Denver Manderson celebrates after scoring against South Carolina on Sunday (Photo courtesy of G. Bassing & F. Medina / Orlando Solar Bears)

The visiting Stingrays (5-5-1-0, 11 points) got goals from Marcus Perrier and Alex Gacek in the third period to break open a tie game and hung on for a 3-2 victory in front of an announced crowd of 4,468. With the win, South Carolina took the weekend set of three games by a count of two victories to one.

“I thought they (South Carolina) definitely had a better start than us. I thought we got much better as the game went. I thought at the end was probably the best hockey we played all weekend, probably the last ten or twelve minutes of the game,” Solar Bears head coach Anthony Noreen said. “Probably our biggest downfall tonight was we had power plays in the third [period] and just didn’t capitalize. It wasn’t that we didn’t capitalize, we just didn’t get the momentum. We actually lost momentum coming out of them.”
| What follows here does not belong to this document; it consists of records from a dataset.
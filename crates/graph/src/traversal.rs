//! Traversal types for package graphs.

use crate::GraphNode;

/// Groups of packages that can be processed in parallel.
///
/// Each inner vector contains packages that have no ordering constraint
/// between them. The outer vector is ordered by dependency level - every
/// package in batch N must settle before batch N+1 starts.
pub type Batches<T> = Vec<Vec<GraphNode<T>>>;
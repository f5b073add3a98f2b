//! Argument vector filtering and parsing.
//!
//! [`filter_args`] splits an argv into the tokens a consumer accepts and the
//! tokens it does not; nothing is dropped without being reported.
//! [`ParsedArgs`] is a lightweight option map used to inspect an argv
//! (watch flags, orchestrator options) without changing what gets forwarded.

use crate::{Error, Result};
use std::collections::{BTreeMap, HashSet};

/// Options consumed by toolrig itself and never forwarded to a wrapped tool.
pub const ORCHESTRATOR_OPTIONS: &[&str] = &[
    "--workspaces",
    "--concurrency",
    "--graph",
    "--no-graph",
    "--parallel",
];

/// Orchestrator options that never take a value.
pub const ORCHESTRATOR_SWITCHES: &[&str] = &["--graph", "--no-graph"];

/// Which options [`filter_args`] keeps.
#[derive(Debug, Clone, Default)]
pub struct FilterOptions {
    allow: Option<HashSet<String>>,
    block: Option<HashSet<String>>,
    switches: HashSet<String>,
}

impl FilterOptions {
    /// Keep only the listed options.
    #[must_use]
    pub fn allow<I, S>(options: I) -> Self
    where
        I: IntoIterator<Item = S>,
        S: Into<String>,
    {
        Self {
            allow: Some(options.into_iter().map(Into::into).collect()),
            ..Self::default()
        }
    }

    /// Drop the listed options.
    #[must_use]
    pub fn block<I, S>(options: I) -> Self
    where
        I: IntoIterator<Item = S>,
        S: Into<String>,
    {
        Self {
            block: Some(options.into_iter().map(Into::into).collect()),
            ..Self::default()
        }
    }

    /// Mark options that never consume the following token as a value.
    #[must_use]
    pub fn with_switches<I, S>(mut self, switches: I) -> Self
    where
        I: IntoIterator<Item = S>,
        S: Into<String>,
    {
        self.switches.extend(switches.into_iter().map(Into::into));
        self
    }

    fn is_invalid(&self, option: &str) -> bool {
        self.allow.as_ref().is_some_and(|allow| !allow.contains(option))
            || self.block.as_ref().is_some_and(|block| block.contains(option))
    }
}

/// Result of [`filter_args`]; both lists keep the input's relative order.
#[derive(Debug, Clone, Default, PartialEq, Eq)]
pub struct FilteredArgs {
    /// Tokens that passed the filter.
    pub filtered: Vec<String>,
    /// Rejected options and the values they consumed.
    pub unknown: Vec<String>,
}

/// Split `argv` into accepted and rejected tokens.
///
/// An option written as `--name=value` is checked by its name. A rejected
/// option written without `=` also takes the next token with it, unless that
/// token is itself an option.
///
/// ```
/// use toolrig_core::args::{FilterOptions, filter_args};
///
/// let argv: Vec<String> = ["--foo", "123", "--bar=456", "-w"].map(String::from).to_vec();
/// let result = filter_args(&argv, &FilterOptions::allow(["-w"]));
///
/// assert_eq!(result.filtered, ["-w"]);
/// assert_eq!(result.unknown, ["--foo", "123", "--bar=456"]);
/// ```
#[must_use]
pub fn filter_args(argv: &[String], options: &FilterOptions) -> FilteredArgs {
    let mut result = FilteredArgs::default();
    let mut i = 0;

    while i < argv.len() {
        let arg = &argv[i];
        i += 1;

        if !arg.starts_with('-') {
            result.filtered.push(arg.clone());
            continue;
        }

        let (name, inline_value) = match arg.split_once('=') {
            Some((name, _)) => (name, true),
            None => (arg.as_str(), false),
        };

        if !options.is_invalid(name) {
            result.filtered.push(arg.clone());
            continue;
        }

        result.unknown.push(arg.clone());
        if !inline_value
            && !options.switches.contains(name)
            && let Some(value) = argv.get(i)
            && !value.starts_with('-')
        {
            result.unknown.push(value.clone());
            i += 1;
        }
    }

    result
}

/// Remove toolrig's own options from an argv before forwarding it.
#[must_use]
pub fn strip_orchestrator_options(argv: &[String]) -> FilteredArgs {
    filter_args(
        argv,
        &FilterOptions::block(ORCHESTRATOR_OPTIONS.iter().copied())
            .with_switches(ORCHESTRATOR_SWITCHES.iter().copied()),
    )
}

/// Split a `--parallel` value into argv tokens using POSIX shell rules.
///
/// # Errors
///
/// Returns a configuration error for unbalanced quotes.
pub fn split_parallel(value: &str) -> Result<Vec<String>> {
    shlex::split(value).ok_or_else(|| {
        Error::configuration(format!("Cannot split --parallel value `{value}`: unbalanced quotes"))
    })
}

/// A parsed option value.
#[derive(Debug, Clone, PartialEq, Eq)]
pub enum ArgValue {
    /// `--flag` or `--no-flag`.
    Flag(bool),
    /// `--name value` or `--name=value`.
    Value(String),
    /// An option given more than once.
    List(Vec<String>),
}

impl ArgValue {
    /// Whether the option is enabled.
    #[must_use]
    pub fn is_truthy(&self) -> bool {
        match self {
            Self::Flag(on) => *on,
            Self::Value(v) => !matches!(v.as_str(), "false" | "0" | ""),
            Self::List(values) => !values.is_empty(),
        }
    }

    /// The last string value, if any.
    #[must_use]
    pub fn as_str(&self) -> Option<&str> {
        match self {
            Self::Flag(_) => None,
            Self::Value(v) => Some(v),
            Self::List(values) => values.last().map(String::as_str),
        }
    }

    /// Every string value.
    #[must_use]
    pub fn values(&self) -> Vec<String> {
        match self {
            Self::Flag(_) => vec![],
            Self::Value(v) => vec![v.clone()],
            Self::List(values) => values.clone(),
        }
    }

    fn push(&mut self, value: String) {
        *self = match std::mem::replace(self, Self::Flag(false)) {
            Self::Flag(_) => Self::Value(value),
            Self::Value(first) => Self::List(vec![first, value]),
            Self::List(mut values) => {
                values.push(value);
                Self::List(values)
            }
        };
    }
}

/// Option/positional view of an argv.
///
/// Keys are stored without leading dashes.
#[derive(Debug, Clone, Default, PartialEq, Eq)]
pub struct ParsedArgs {
    /// Options by name.
    pub options: BTreeMap<String, ArgValue>,
    /// Tokens that are not options or option values.
    pub positionals: Vec<String>,
}

impl ParsedArgs {
    /// Parse an argv where any option may take a value.
    #[must_use]
    pub fn parse(argv: &[String]) -> Self {
        Self::parse_with_switches(argv, &[])
    }

    /// Parse an argv; options listed in `switches` never consume a value.
    #[must_use]
    pub fn parse_with_switches(argv: &[String], switches: &[&str]) -> Self {
        let mut parsed = Self::default();
        let mut i = 0;

        while i < argv.len() {
            let arg = &argv[i];
            i += 1;

            if arg == "--" {
                parsed.positionals.extend(argv[i..].iter().cloned());
                break;
            }

            if let Some(long) = arg.strip_prefix("--") {
                if let Some((name, value)) = long.split_once('=') {
                    parsed.insert_value(name, value.to_string());
                } else if let Some(negated) = long.strip_prefix("no-") {
                    parsed.options.insert(negated.to_string(), ArgValue::Flag(false));
                } else if !switches.contains(&arg.as_str())
                    && let Some(value) = argv.get(i).filter(|v| !v.starts_with('-'))
                {
                    parsed.insert_value(long, value.clone());
                    i += 1;
                } else {
                    parsed.options.insert(long.to_string(), ArgValue::Flag(true));
                }
                continue;
            }

            match arg.strip_prefix('-') {
                Some(short) if short.chars().count() == 1 => {
                    if !switches.contains(&arg.as_str())
                        && let Some(value) = argv.get(i).filter(|v| !v.starts_with('-'))
                    {
                        parsed.insert_value(short, value.clone());
                        i += 1;
                    } else {
                        parsed.options.insert(short.to_string(), ArgValue::Flag(true));
                    }
                }
                Some(group) if !group.is_empty() => {
                    for c in group.chars() {
                        parsed.options.insert(c.to_string(), ArgValue::Flag(true));
                    }
                }
                _ => parsed.positionals.push(arg.clone()),
            }
        }

        parsed
    }

    fn insert_value(&mut self, name: &str, value: String) {
        match self.options.get_mut(name) {
            Some(existing) => existing.push(value),
            None => {
                self.options.insert(name.to_string(), ArgValue::Value(value));
            }
        }
    }

    /// Look up an option by name, with or without leading dashes.
    #[must_use]
    pub fn get(&self, name: &str) -> Option<&ArgValue> {
        self.options.get(name.trim_start_matches('-'))
    }

    /// Whether an option is present and enabled.
    #[must_use]
    pub fn is_enabled(&self, name: &str) -> bool {
        self.get(name).is_some_and(ArgValue::is_truthy)
    }

    /// Merge `other` without overwriting anything already set.
    pub fn merge(&mut self, other: Self) {
        for (key, value) in other.options {
            self.options.entry(key).or_insert(value);
        }
        for positional in other.positionals {
            if !self.positionals.contains(&positional) {
                self.positionals.push(positional);
            }
        }
    }
}
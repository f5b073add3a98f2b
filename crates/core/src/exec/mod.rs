//! Command execution for one execution unit.
//!
//! [`CommandRoutine::run`] prepares the final argv for a driver's binary
//! (driver args, forwarded argv, unit argv, glob expansion, unknown-option
//! filtering, config flag), spawns it with the context's environment overlay
//! and routes the outcome through the driver's success or failure handling.

pub mod process;

use crate::args::{FilterOptions, ParsedArgs, filter_args};
use crate::context::ExecutionContext;
use crate::driver::{SharedDriver, WorkspaceStrategy};
use crate::error::ExecError;
use crate::pattern::{contains_glob, expand_braces};
use crate::settings::{ExecuteSettings, OutputStrategy};
use crate::{Error, Result};
use process::{OutputMode, ProcessSpec};
use std::path::{Path, PathBuf};
use std::time::{Duration, Instant};

/// Result of a successful run.
#[derive(Debug, Clone, PartialEq, Eq)]
pub struct ExecOutput {
    /// Driver that ran.
    pub driver: String,
    /// Unit name (package or project).
    pub unit: String,
    /// The command line that ran.
    pub command: String,
    /// Exit code (0).
    pub exit_code: i32,
    /// Captured stdout; empty unless buffered.
    pub stdout: String,
    /// Captured stderr; empty unless buffered.
    pub stderr: String,
    /// Wall time of the subprocess.
    pub duration: Duration,
}

/// Per-unit execution options.
#[derive(Debug, Clone, Default, PartialEq, Eq)]
pub struct ExecOptions {
    /// Argv appended after the forwarded argv, from `--parallel`.
    pub additional_args: Vec<String>,
    /// Run somewhere other than the context's directory.
    pub cwd: Option<PathBuf>,
    /// Pass `<config_option> <path>` even if the driver does not ask for it.
    pub force_config_option: bool,
    /// Force watch mode on or off instead of detecting it.
    pub watch: Option<bool>,
}

/// Runs one driver's binary for one execution unit.
#[derive(Clone)]
pub struct CommandRoutine {
    driver: SharedDriver,
    settings: ExecuteSettings,
    options: ExecOptions,
}

impl CommandRoutine {
    /// Routine running `driver` with default options.
    #[must_use]
    pub fn new(driver: SharedDriver, settings: &ExecuteSettings) -> Self {
        Self {
            driver,
            settings: settings.clone(),
            options: ExecOptions::default(),
        }
    }

    /// Replace the execution options.
    #[must_use]
    pub fn with_options(mut self, options: ExecOptions) -> Self {
        self.options = options;
        self
    }

    /// Run the driver's binary in `ctx`.
    ///
    /// # Errors
    ///
    /// Returns [`Error::Exec`] when the subprocess fails, or an argument
    /// preparation error before anything is spawned.
    pub async fn run(&self, ctx: &ExecutionContext) -> Result<ExecOutput> {
        let metadata = self.driver.metadata();
        let unit = ctx.unit_name();
        let cwd = self.options.cwd.clone().unwrap_or_else(|| ctx.cwd.clone());

        let (argv, parsed) = self.gather_args(ctx);
        let argv = expand_globs(&argv, &cwd)?;
        let mut argv = self.filter_unknown_options(ctx, argv).await?;
        self.apply_workspace_config(ctx, &cwd, &mut argv).await?;
        self.driver.on_before_execute(ctx, &mut argv);

        let mut env = ctx.env.clone();
        env.extend(metadata.env.clone());

        let spec = ProcessSpec {
            bin: metadata.bin.clone(),
            args: argv,
            cwd,
            env: env.merge_with_system(),
            mode: self.output_mode(ctx, &parsed),
            max_buffer: self.settings.max_buffer,
            prefix: ctx.in_workspace_package().then(|| unit.clone()),
        };
        let command = spec.command_line();

        crate::emit_execute_started!(metadata.name, unit, command);
        let started = Instant::now();

        match process::run_process(&spec).await {
            Ok(output) => {
                let output = ExecOutput {
                    driver: metadata.name.clone(),
                    unit,
                    command,
                    exit_code: output.exit_code,
                    stdout: output.stdout,
                    stderr: output.stderr,
                    duration: started.elapsed(),
                };
                self.driver.process_success(&output);
                self.driver.on_after_execute(ctx, &output);
                crate::emit_execute_completed!(
                    metadata.name,
                    output.unit,
                    u64::try_from(output.duration.as_millis()).unwrap_or(u64::MAX)
                );
                Ok(output)
            }
            Err(error) => {
                if error.is_echoable() {
                    self.driver.process_failure(&error);
                }
                self.driver.on_failed_execute(ctx, &error);
                crate::emit_execute_failed!(metadata.name, unit, error.exit_code());
                Err(Error::exec(unit, error))
            }
        }
    }

    /// Driver args, forwarded argv and unit argv, in that order, plus the
    /// parsed view merged over the context's.
    #[must_use]
    pub fn gather_args(&self, ctx: &ExecutionContext) -> (Vec<String>, ParsedArgs) {
        let mut argv = self.driver.args();
        argv.extend(ctx.args.argv.iter().cloned());
        argv.extend(self.options.additional_args.iter().cloned());

        let mut parsed = ctx.args.parsed.clone();
        parsed.merge(ParsedArgs::parse(&argv));
        (argv, parsed)
    }

    async fn filter_unknown_options(
        &self,
        ctx: &ExecutionContext,
        argv: Vec<String>,
    ) -> Result<Vec<String>> {
        if !self.driver.metadata().filter_options {
            return Ok(argv);
        }

        let supported = self.driver.supported_options(ctx).await?;
        let result = filter_args(&argv, &FilterOptions::allow(supported));
        if !result.unknown.is_empty() {
            tracing::warn!(
                driver = %self.driver.name(),
                dropped = %result.unknown.join(" "),
                "Dropping options the tool does not support"
            );
        }
        Ok(result.filtered)
    }

    /// Copy artifacts into the package, or point the tool at its config.
    async fn apply_workspace_config(
        &self,
        ctx: &ExecutionContext,
        cwd: &Path,
        argv: &mut Vec<String>,
    ) -> Result<()> {
        let metadata = self.driver.metadata();

        if ctx.in_workspace_package() && metadata.workspace_strategy == WorkspaceStrategy::Copy {
            for artifact in &ctx.config_paths {
                let Some(file_name) = artifact.path.file_name() else {
                    continue;
                };
                let destination = cwd.join(file_name);
                if destination == artifact.path {
                    continue;
                }
                tokio::fs::copy(&artifact.path, &destination)
                    .await
                    .map_err(|e| Error::io(e, destination.clone(), "copy config into package"))?;
                tracing::debug!(
                    driver = %artifact.driver,
                    path = %destination.display(),
                    "Copied config into package"
                );
            }
            return Ok(());
        }

        if (metadata.use_config_option || self.options.force_config_option)
            && let Some(path) = ctx.config_path_for(&metadata.name)
        {
            argv.push(metadata.config_option.clone());
            argv.push(path.display().to_string());
        }
        Ok(())
    }

    fn output_mode(&self, ctx: &ExecutionContext, parsed: &ParsedArgs) -> OutputMode {
        if self.is_watch(parsed) {
            return OutputMode::Watch;
        }
        match ctx.args.output.unwrap_or(self.settings.output) {
            OutputStrategy::Buffer => OutputMode::Buffer,
            OutputStrategy::Stream => OutputMode::Stream,
            OutputStrategy::Inherit => OutputMode::Inherit,
        }
    }

    /// Whether the invocation puts the tool in watch mode.
    #[must_use]
    pub fn is_watch(&self, parsed: &ParsedArgs) -> bool {
        if let Some(watch) = self.options.watch {
            return watch;
        }
        self.driver.metadata().watch_options.iter().any(|option| {
            parsed.is_enabled(option) || parsed.positionals.iter().any(|p| p == option)
        })
    }
}

/// Replace each non-flag glob token with the files it matches under `cwd`,
/// relative to `cwd`. A glob matching nothing is removed, and entries that
/// cannot be read are logged and skipped.
///
/// # Errors
///
/// Returns a configuration error for a malformed pattern.
pub fn expand_globs(argv: &[String], cwd: &Path) -> Result<Vec<String>> {
    let mut expanded = Vec::with_capacity(argv.len());
    // cwd is matched literally, only the token is a pattern
    let base = PathBuf::from(glob::Pattern::escape(&cwd.to_string_lossy()));

    for token in argv {
        if token.starts_with('-') || !contains_glob(token) {
            expanded.push(token.clone());
            continue;
        }

        let before = expanded.len();
        for pattern in expand_braces(token) {
            let absolute = base.join(&pattern);
            let entries = glob::glob(&absolute.to_string_lossy()).map_err(|e| {
                Error::configuration(format!("Invalid glob `{token}`: {e}"))
            })?;
            for entry in entries {
                match entry {
                    Ok(path) => {
                        let relative = path.strip_prefix(cwd).unwrap_or(&path);
                        expanded.push(relative.display().to_string());
                    }
                    Err(e) => tracing::warn!(
                        pattern = %token,
                        path = %e.path().display(),
                        error = %e.error(),
                        "Skipping unreadable path while expanding glob"
                    ),
                }
            }
        }

        if expanded.len() == before {
            tracing::debug!(pattern = %token, "Glob matched no files");
        }
    }

    Ok(expanded)
}

impl std::fmt::Debug for CommandRoutine {
    fn fmt(&self, f: &mut std::fmt::Formatter<'_>) -> std::fmt::Result {
        f.debug_struct("CommandRoutine")
            .field("driver", &self.driver.name())
            .field("options", &self.options)
            .finish_non_exhaustive()
    }
}
//! Property-based tests for argument filtering and package pattern matching.
//!
//! - Idempotency: filtering an already-filtered argv changes nothing
//! - Accounting: every input token ends up in exactly one output list
//! - Wildcards: `*` matches every non-empty name, empty inputs match nothing
#![allow(missing_docs)]

use proptest::prelude::*;
use toolrig_core::args::{FilterOptions, filter_args};
use toolrig_core::pattern::is_match;

/// Option and positional tokens drawn from a small vocabulary so that allow
/// and block sets actually hit.
fn token_strategy() -> impl Strategy<Value = String> {
    prop_oneof![
        Just("-w".to_string()),
        Just("--watch".to_string()),
        Just("--fix".to_string()),
        Just("--config".to_string()),
        Just("--out-dir=dist".to_string()),
        Just("--".to_string()),
        "--[a-z]{1,6}".prop_map(String::from),
        "--[a-z]{1,6}=[a-z0-9]{1,4}".prop_map(String::from),
        "-[a-z]".prop_map(String::from),
        "[a-z][a-z0-9./]{0,8}".prop_map(String::from),
    ]
}

fn argv_strategy() -> impl Strategy<Value = Vec<String>> {
    prop::collection::vec(token_strategy(), 0..12)
}

fn options_strategy() -> impl Strategy<Value = FilterOptions> {
    let names = prop::collection::vec(
        prop_oneof![
            Just("-w"),
            Just("--watch"),
            Just("--fix"),
            Just("--config"),
            Just("--out-dir")
        ],
        0..4,
    );
    (names, any::<bool>()).prop_map(|(names, allow)| {
        if allow {
            FilterOptions::allow(names)
        } else {
            FilterOptions::block(names)
        }
    })
}

proptest! {
    #[test]
    fn filter_args_is_idempotent(argv in argv_strategy(), options in options_strategy()) {
        let once = filter_args(&argv, &options);
        let twice = filter_args(&once.filtered, &options);
        prop_assert_eq!(twice.filtered, once.filtered);
        prop_assert!(twice.unknown.is_empty());
    }

    #[test]
    fn filter_args_accounts_for_every_token(argv in argv_strategy(), options in options_strategy()) {
        let result = filter_args(&argv, &options);
        prop_assert_eq!(result.filtered.len() + result.unknown.len(), argv.len());
    }

    #[test]
    fn star_matches_every_name(name in "[@a-z/._-]{1,24}") {
        prop_assert!(is_match(&name, "*"));
        prop_assert!(!is_match(&name, ""));
        prop_assert!(!is_match("", &name));
    }

    #[test]
    fn comma_list_matches_each_member(names in prop::collection::vec("[a-z]{1,8}", 1..5)) {
        let pattern = names.join(",");
        for name in &names {
            prop_assert!(is_match(name, &pattern));
        }
    }
}

#[test]
fn test_allow_list_scenario() {
    let argv: Vec<String> = ["--foo", "123", "--bar=456", "-w"]
        .map(String::from)
        .to_vec();
    let result = filter_args(&argv, &FilterOptions::allow(["-w"]));

    assert_eq!(result.filtered, vec!["-w"]);
    assert_eq!(result.unknown, vec!["--foo", "123", "--bar=456"]);
}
Noreen said that the final game of a three game weekend – or in this case three games in four days – is usually the toughest to get and maintain energy and momentum and it was very much the case for the Solar Bears (5-5-1-0, 11 points). South Carolina came out wanting to gain control but in hockey it only takes one shot to score and Orlando did just that, taking the lead early.

The Solar Bears scored on their first shot thanks to some crisp puck movement. Defenseman Nikolas Brouillard moved the puck to Cason Hohmann in the face-off circle to the right of Stingrays goalie Parker Milner. Hohmann then zipped a cross-ice pass through the slot to Denver Manderson in the other circle. Manderson caught the pass and ripped a shot inside the short side post past the netminder for his third goal of the season just 1:21 into the contest.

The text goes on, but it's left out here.